# manifold cleaning



## Paulm31 (Jul 27, 2006)

well for you honda lovers i picked up a bit of goodness over the weekend 










now i want to get this so its nice and shiny for when i do my forthcoming headswap on the car. ive tried using 1500 WnD with hardly no effect except to smooth the pitting/marks whatever it is this is it after using the WnD and some AG metal polish with the rotary









any other ideas? ive heard about welders pickling paste which is currently being investigated, but didnt know if anyone else had some good ideas for it.
I did also try some 400 WnD on the back of one of the pipes but that didnt seem to have much effect either, and dont want to go higher incase it scratches the manifold too much


----------



## MickCTR (Mar 4, 2006)

Nice, you jammy git hehe!

I know i have plenty of stuff at work that i could sort that out with so why not see if there is a good machining workshop nearby and that might be able to clean it up for you! Failing that, get a dremmell (SP?) and get stuck in with some flatwheels!


----------



## Paulm31 (Jul 27, 2006)

i have heard about antox pickling paste, but my welder pal hasnt even heard of the stuff, so he's waiting for the storesman to come in 

I have to say - offtopic, it makes one hell of a difference on the car  not bad for less than £200 eh?


----------



## MickCTR (Mar 4, 2006)

Quite a bargain mate to be honest. What system have you got?


----------



## Paulm31 (Jul 27, 2006)

b16a2 on ITB's  ive got a new head going on soon, and that will be running either skunk 2 pro stage 2 cams and valvetrain or jun spec 3 cams


----------



## MickCTR (Mar 4, 2006)

cool! I'll look out for you at next years shows then


----------



## Paulm31 (Jul 27, 2006)

i was at the washout named jae this year, having just rattlecan sprayed my entire car! didnt come out too badly really. as im being a picture whore then heres some more just after the respray 

























the bumper hasnt been buffed up yet, as im still a bit apprehensive on putting a rotary too close to plastic, but the rest of the panels came out spot on. even one of the guys on our stand whos a sprayer by trade found it hard to believe i had done it with halfords spray cans


----------



## MickCTR (Mar 4, 2006)

Haha, great stuff. I once did a bit of my sisters fiesta Si with spray cans, to be honest it wasn't all that bad. If you've got the patience for it then why not have a go!

Edit: Gonna have a go at refurbing those wheels next then


----------



## Paulm31 (Jul 27, 2006)

time, patience, and a rotary polisher! yep, the wheels will be done again :lol: ive got another set of racing beat split rims coming too. these works ones were a pita to split and do, but i want to change the colour.
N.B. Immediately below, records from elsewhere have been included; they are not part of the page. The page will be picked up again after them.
//! Mode dispatch and hybrid fusion
//!
//! Single modes propagate their index's error. Hybrid runs vector and
//! full-text search concurrently with `candidate_multiplier * limit`
//! candidates each and fuses whatever came back; under
//! [`HybridPolicy::BestEffort`] a failing side is reported in
//! [`RetrievalOutcome::partial_errors`] instead of failing the call.

use std::sync::Arc;

use tessera_config::{HybridPolicy, RetrievalConfig};
use tessera_core::embedding::embed_one;
use tessera_core::{
    fuse, EmbeddingProvider, FusionWeights, QueryResult, RetrievalMode, TesseraError,
    TesseraResult,
};
use tracing::{debug, instrument, warn};

use crate::index::{FulltextIndex, GraphIndex, VectorIndex};

/// A sub-search that failed during hybrid retrieval
#[derive(Debug)]
pub struct PartialFailure {
    /// Which strategy failed
    pub mode: RetrievalMode,
    /// Why
    pub error: TesseraError,
}

/// Ranked results plus any tolerated sub-search failures
#[derive(Debug, Default)]
pub struct RetrievalOutcome {
    /// Ranked, truncated results
    pub results: Vec<QueryResult>,
    /// Failures absorbed under best-effort hybrid retrieval
    pub partial_errors: Vec<PartialFailure>,
}

impl RetrievalOutcome {
    fn complete(results: Vec<QueryResult>) -> Self {
        Self {
            results,
            partial_errors: Vec::new(),
        }
    }

    /// Whether some strategy failed
    pub fn is_partial(&self) -> bool {
        !self.partial_errors.is_empty()
    }

    /// Results, failing if any strategy failed
    pub fn into_strict(self) -> TesseraResult<Vec<QueryResult>> {
        match self.partial_errors.into_iter().next() {
            Some(failure) => Err(failure.error),
            None => Ok(self.results),
        }
    }
}

/// Orchestrates the three indexes
#[derive(Clone)]
pub struct HybridRetriever {
    embedder: Arc<dyn EmbeddingProvider>,
    vector: VectorIndex,
    fulltext: FulltextIndex,
    graph: GraphIndex,
    config: RetrievalConfig,
}

impl HybridRetriever {
    /// Retriever over the given indexes
    pub fn new(
        embedder: Arc<dyn EmbeddingProvider>,
        vector: VectorIndex,
        fulltext: FulltextIndex,
        graph: GraphIndex,
        config: RetrievalConfig,
    ) -> Self {
        Self {
            embedder,
            vector,
            fulltext,
            graph,
            config,
        }
    }

    /// Retrieval settings
    pub fn config(&self) -> &RetrievalConfig {
        &self.config
    }

    /// Parse `mode` (or use the configured default) and retrieve
    pub async fn retrieve_str(
        &self,
        query: &str,
        mode: Option<&str>,
        limit: usize,
    ) -> TesseraResult<RetrievalOutcome> {
        let mode: RetrievalMode = mode.unwrap_or(self.config.default_mode.as_str()).parse()?;
        self.retrieve(query, mode, limit).await
    }

    /// Retrieve up to `limit` results using `mode`
    #[instrument(skip(self), fields(model = self.embedder.model()))]
    pub async fn retrieve(
        &self,
        query: &str,
        mode: RetrievalMode,
        limit: usize,
    ) -> TesseraResult<RetrievalOutcome> {
        if limit == 0 {
            return Ok(RetrievalOutcome::default());
        }

        let outcome = match mode {
            RetrievalMode::Vector => {
                RetrievalOutcome::complete(self.vector_search(query, limit).await?)
            }
            RetrievalMode::Fulltext => {
                RetrievalOutcome::complete(self.fulltext.search(query, limit).await?)
            }
            RetrievalMode::Graph => RetrievalOutcome::complete(self.graph.search(query, limit).await?),
            RetrievalMode::Hybrid => self.hybrid(query, limit).await?,
        };

        debug!(
            %mode,
            results = outcome.results.len(),
            partial = outcome.is_partial(),
            "Retrieval finished"
        );
        Ok(outcome)
    }

    async fn vector_search(&self, query: &str, limit: usize) -> TesseraResult<Vec<QueryResult>> {
        let embedding = embed_one(self.embedder.as_ref(), query).await?;
        self.vector.search(&embedding, limit, None).await
    }

    async fn hybrid(&self, query: &str, limit: usize) -> TesseraResult<RetrievalOutcome> {
        let candidates = limit.saturating_mul(self.config.candidate_multiplier.max(1));

        let (vector, fulltext) = tokio::join!(
            self.vector_search(query, candidates),
            self.fulltext.search(query, candidates),
        );

        let mut partial_errors = Vec::new();
        let vector = self.tolerate(RetrievalMode::Vector, vector, &mut partial_errors)?;
        let fulltext = self.tolerate(RetrievalMode::Fulltext, fulltext, &mut partial_errors)?;

        let weights = FusionWeights::from_config(&self.config);
        Ok(RetrievalOutcome {
            results: fuse(vector, fulltext, weights, limit),
            partial_errors,
        })
    }

    fn tolerate(
        &self,
        mode: RetrievalMode,
        result: TesseraResult<Vec<QueryResult>>,
        partial_errors: &mut Vec<PartialFailure>,
    ) -> TesseraResult<Vec<QueryResult>> {
        match (result, self.config.hybrid_policy) {
            (Ok(hits), _) => Ok(hits),
            (Err(error), HybridPolicy::Strict) => Err(error),
            (Err(error), HybridPolicy::BestEffort) => {
                warn!(%mode, %error, "Hybrid sub-search failed, continuing without it");
                partial_errors.push(PartialFailure { mode, error });
                Ok(Vec::new())
            }
        }
    }
}

impl std::fmt::Debug for HybridRetriever {
    fn fmt(&self, f: &mut std::fmt::Formatter<'_>) -> std::fmt::Result {
        f.debug_struct("HybridRetriever")
            .field("model", &self.embedder.model())
            .field("config", &self.config)
            .finish_non_exhaustive()
    }
}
ANYWAY..... back on topic  anyone have other ideas for cleaning this manifold


----------



## trionic (Oct 3, 2006)

You could have an electroplaters zinc plate it and then clear passivate it, or even chrome it. There are other finishes available too.

You'd have to ask whether the zinc + clear was suitable for a high-temperature application.

Platers have an acid pickling solution which is used to prep metalwork before plating.

From this:









To this:









Cost was £10.

From this:









And this:









To this:









Cost £35 with a pile of other metalwork too.


----------



## Paulm31 (Jul 27, 2006)

now thats what im talking about  i assume thats somewhere near you? is it possible to provide any contact details?


----------



## trionic (Oct 3, 2006)

Actually I had the work done at a platers in Hampshire when I was working in Basingstoke.

G.B.M Plating Services, Kingsley Business Park, Main Rd, Bordon, Hampshire GU35 9LY, 01420 474718.

They're very good and happy work with small quantities. Call them to see if they're happy to receive and dispatch items for plating by post. Here's a link for electroplaters in Caerphilly:
http://www.yell.com/ucs/UcsSearchAction.do?keywords=electroplaters&companyName=&location=caerphilly

I also had some stuff done at Silvabronz in Alton (who also trade as Beckworth) and I _cannot_ recommend them.

Quite staggering how ropey old bits of metalwork end up looking just like new.


----------



## Goldie (Aug 13, 2007)

Interesting stuff, so was the gear you had sorted plated or is that the finish just from the dipping?

Ive got a loads of bits id like to get done...


----------



## richie.guy (Apr 10, 2006)

Goldie said:


> Interesting stuff, so was the gear you had sorted plated or is that the finish just from the dipping?


The goldy finish is plated.


----------



## trionic (Oct 3, 2006)

Actually both silver and gold stuff is plated.

The silver parts are zinc plated and clear passivated. The gold stuff is zinc plated and yellow passivated.

I chose yellow for some parts because that's the original finish of those parts. Yellow passivation is also chose because its's more corrosion resistant than clear passivation.

I even had some wheel bolts done and they look great 

The product/service category in Yellow Pages is "electroplaters". Have a search for companies in your area. Make sure they don't have a large minimum-order level and are happy with small quantities. Get some test pieces done to make sure the platers are good (not all of them are).
http://www.yell.com/

Be aware that the metal parts should not be handled within at least 24 hours of being passivated because the surface will be damaged. I'd leave them be for 48 hours before handling them.


----------



## richie.guy (Apr 10, 2006)

trionic said:


> Actually both silver and gold stuff is plated.
> 
> The silver parts are zinc plated and clear passivated. The gold stuff is zinc plated and yellow passivated.
> 
> .


My bad, i always just get them done in the zinc and yellow :thumb:


----------



## Naranto (Apr 5, 2007)

Mr Grastorpian Pesident, Sir,...............looking good.
Now how's the rest going? (Best nagging hat)


----------



## trionic (Oct 3, 2006)

Naranto said:


> Now how's the rest going? (Best nagging hat)


It's not going at all! Hopefully this weekend I'll a least get the primer on the engine bay. If I'm lucky I'll get the top coat on too!

A chinwag with Martin and a ride in Nathan's Carly has given me a bit more enthusiasm.


----------